* **Data for review**
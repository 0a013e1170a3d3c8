use thiserror::Error;

/// Errors emitted by the generation engine.
#[derive(Debug, Error)]
pub enum GenerationError {
    #[error("invalid configuration: {0}")]
    InvalidConfig(String),
    #[error("unique values exhausted: {0}")]
    Exhausted(String),
    #[error(transparent)]
    Integrity(#[from] rhythmseed_core::Error),
    #[error("io error: {0}")]
    Io(#[from] std::io::Error),
    #[error("json error: {0}")]
    Json(#[from] serde_json::Error),
    #[error("csv error: {0}")]
    Csv(#[from] csv::Error),
}
//! Per-table generation steps.
//!
//! Every step takes the shared [`GenerationContext`] plus the referent
//! collections it needs and returns the rows it built. Nothing is kept
//! between steps except what the caller threads through.

pub mod beatmaps;
pub mod catalog;
pub mod people;
pub mod plays;

use chrono::{NaiveDate, NaiveDateTime, NaiveTime};
use rand::{Rng, SeedableRng};
use rand_chacha::ChaCha8Rng;
use tracing::debug;

use rhythmseed_core::round_to;

use crate::faker::{FakeData, FakeProvider};
use crate::model::GenerationReport;

pub use beatmaps::{generate_beatmap_sets, generate_beatmaps};
pub use catalog::{generate_game_modes, generate_medals, generate_mods};
pub use people::generate_players;
pub use plays::{generate_play_mods, generate_player_medals, generate_player_stats, generate_plays};

/// State shared by the generation steps of one run.
pub struct GenerationContext<'a> {
    /// The only RNG of the run, seeded once.
    pub rng: ChaCha8Rng,
    pub faker: FakeProvider<'a>,
    /// Latest date any generated date may take.
    pub anchor_date: NaiveDate,
    pub report: GenerationReport,
}

impl<'a> GenerationContext<'a> {
    pub fn new(
        seed: u64,
        data: &'a dyn FakeData,
        anchor_date: NaiveDate,
        report: GenerationReport,
    ) -> Self {
        Self {
            rng: ChaCha8Rng::seed_from_u64(seed),
            faker: FakeProvider::new(data),
            anchor_date,
            report,
        }
    }

    /// Uniform date within `years` of the anchor date, both ends included.
    pub fn random_date(&mut self, years: u32) -> NaiveDate {
        let span = i64::from(years) * 365;
        let offset = self.rng.random_range(0..=span);
        self.anchor_date - chrono::Duration::days(offset)
    }

    /// Uniform timestamp within `years` before midnight of the anchor date.
    pub fn random_datetime(&mut self, years: u32) -> NaiveDateTime {
        let end = NaiveDateTime::new(self.anchor_date, NaiveTime::default());
        let span = i64::from(years) * 365 * 24 * 60 * 60;
        let offset = self.rng.random_range(0..=span);
        end - chrono::Duration::seconds(offset)
    }

    /// Uniform float in `[low, high]` rounded to `decimals` places.
    pub fn uniform_rounded(&mut self, low: f64, high: f64, decimals: u32) -> f64 {
        round_to(self.rng.random_range(low..=high), decimals)
    }

    /// Count a collision repair of `kind`.
    pub fn record_repair(&mut self, kind: &str, detail: &str) {
        debug!(kind, detail, "collision repaired");
        self.report.record_repair(kind);
    }
}

#[cfg(test)]
mod tests {
    use super::*;
    use crate::faker::FakeRs;

    fn context(seed: u64) -> GenerationContext<'static> {
        let anchor = NaiveDate::from_ymd_opt(2025, 1, 1).expect("date");
        GenerationContext::new(seed, &FakeRs, anchor, GenerationReport::new("t".into(), seed))
    }

    #[test]
    fn dates_stay_inside_the_window() {
        let mut ctx = context(1);
        let earliest = ctx.anchor_date - chrono::Duration::days(6 * 365);
        for _ in 0..500 {
            let date = ctx.random_date(6);
            assert!(date >= earliest && date <= ctx.anchor_date);
        }
    }

    #[test]
    fn timestamps_stay_inside_the_window() {
        let mut ctx = context(2);
        let end = NaiveDateTime::new(ctx.anchor_date, NaiveTime::default());
        let start = end - chrono::Duration::days(2 * 365);
        for _ in 0..500 {
            let ts = ctx.random_datetime(2);
            assert!(ts >= start && ts <= end);
        }
    }

    #[test]
    fn rounded_floats_respect_bounds_and_precision() {
        let mut ctx = context(3);
        for _ in 0..500 {
            let value = ctx.uniform_rounded(0.5, 7.0, 2);
            assert!((0.5..=7.0).contains(&value));
            assert_eq!(round_to(value, 2), value);
        }
    }

    #[test]
    fn repairs_are_counted_by_kind() {
        let mut ctx = context(4);
        ctx.record_repair("username", "a -> a1");
        ctx.record_repair("username", "b -> b2");
        assert_eq!(ctx.report.repairs_for("username"), 2);
        assert_eq!(ctx.report.repairs_for("email"), 0);
    }
}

* **Exercise goal**
Could you copy every record above exactly as written?

* **Solution below**
repository 0a013e1170a3d3c8
use thiserror::Error;

/// Errors emitted by the generation engine.
#[derive(Debug, Error)]
pub enum GenerationError {
    #[error("invalid configuration: {0}")]
    InvalidConfig(String),
    #[error("unique values exhausted: {0}")]
    Exhausted(String),
    #[error(transparent)]
    Integrity(#[from] rhythmseed_core::Error),
    #[error("io error: {0}")]
    Io(#[from] std::io::Error),
    #[error("json error: {0}")]
    Json(#[from] serde_json::Error),
    #[error("csv error: {0}")]
    Csv(#[from] csv::Error),
}
//! Per-table generation steps.
//!
//! Every step takes the shared [`GenerationContext`] plus the referent
//! collections it needs and returns the rows it built. Nothing is kept
//! between steps except what the caller threads through.

pub mod beatmaps;
pub mod catalog;
pub mod people;
pub mod plays;

use chrono::{NaiveDate, NaiveDateTime, NaiveTime};
use rand::{Rng, SeedableRng};
use rand_chacha::ChaCha8Rng;
use tracing::debug;

use rhythmseed_core::round_to;

use crate::faker::{FakeData, FakeProvider};
use crate::model::GenerationReport;

pub use beatmaps::{generate_beatmap_sets, generate_beatmaps};
pub use catalog::{generate_game_modes, generate_medals, generate_mods};
pub use people::generate_players;
pub use plays::{generate_play_mods, generate_player_medals, generate_player_stats, generate_plays};

/// State shared by the generation steps of one run.
pub struct GenerationContext<'a> {
    /// The only RNG of the run, seeded once.
    pub rng: ChaCha8Rng,
    pub faker: FakeProvider<'a>,
    /// Latest date any generated date may take.
    pub anchor_date: NaiveDate,
    pub report: GenerationReport,
}

impl<'a> GenerationContext<'a> {
    pub fn new(
        seed: u64,
        data: &'a dyn FakeData,
        anchor_date: NaiveDate,
        report: GenerationReport,
    ) -> Self {
        Self {
            rng: ChaCha8Rng::seed_from_u64(seed),
            faker: FakeProvider::new(data),
            anchor_date,
            report,
        }
    }

    /// Uniform date within `years` of the anchor date, both ends included.
    pub fn random_date(&mut self, years: u32) -> NaiveDate {
        let span = i64::from(years) * 365;
        let offset = self.rng.random_range(0..=span);
        self.anchor_date - chrono::Duration::days(offset)
    }

    /// Uniform timestamp within `years` before midnight of the anchor date.
    pub fn random_datetime(&mut self, years: u32) -> NaiveDateTime {
        let end = NaiveDateTime::new(self.anchor_date, NaiveTime::default());
        let span = i64::from(years) * 365 * 24 * 60 * 60;
        let offset = self.rng.random_range(0..=span);
        end - chrono::Duration::seconds(offset)
    }

    /// Uniform float in `[low, high]` rounded to `decimals` places.
    pub fn uniform_rounded(&mut self, low: f64, high: f64, decimals: u32) -> f64 {
        round_to(self.rng.random_range(low..=high), decimals)
    }

    /// Count a collision repair of `kind`.
    pub fn record_repair(&mut self, kind: &str, detail: &str) {
        debug!(kind, detail, "collision repaired");
        self.report.record_repair(kind);
    }
}

#[cfg(test)]
mod tests {
    use super::*;
    use crate::faker::FakeRs;

    fn context(seed: u64) -> GenerationContext<'static> {
        let anchor = NaiveDate::from_ymd_opt(2025, 1, 1).expect("date");
        GenerationContext::new(seed, &FakeRs, anchor, GenerationReport::new("t".into(), seed))
    }

    #[test]
    fn dates_stay_inside_the_window() {
        let mut ctx = context(1);
        let earliest = ctx.anchor_date - chrono::Duration::days(6 * 365);
        for _ in 0..500 {
            let date = ctx.random_date(6);
            assert!(date >= earliest && date <= ctx.anchor_date);
        }
    }

    #[test]
    fn timestamps_stay_inside_the_window() {
        let mut ctx = context(2);
        let end = NaiveDateTime::new(ctx.anchor_date, NaiveTime::default());
        let start = end - chrono::Duration::days(2 * 365);
        for _ in 0..500 {
            let ts = ctx.random_datetime(2);
            assert!(ts >= start && ts <= end);
        }
    }

    #[test]
    fn rounded_floats_respect_bounds_and_precision() {
        let mut ctx = context(3);
        for _ in 0..500 {
            let value = ctx.uniform_rounded(0.5, 7.0, 2);
            assert!((0.5..=7.0).contains(&value));
            assert_eq!(round_to(value, 2), value);
        }
    }

    #[test]
    fn repairs_are_counted_by_kind() {
        let mut ctx = context(4);
        ctx.record_repair("username", "a -> a1");
        ctx.record_repair("username", "b -> b2");
        assert_eq!(ctx.report.repairs_for("username"), 2);
        assert_eq!(ctx.report.repairs_for("email"), 0);
    }
}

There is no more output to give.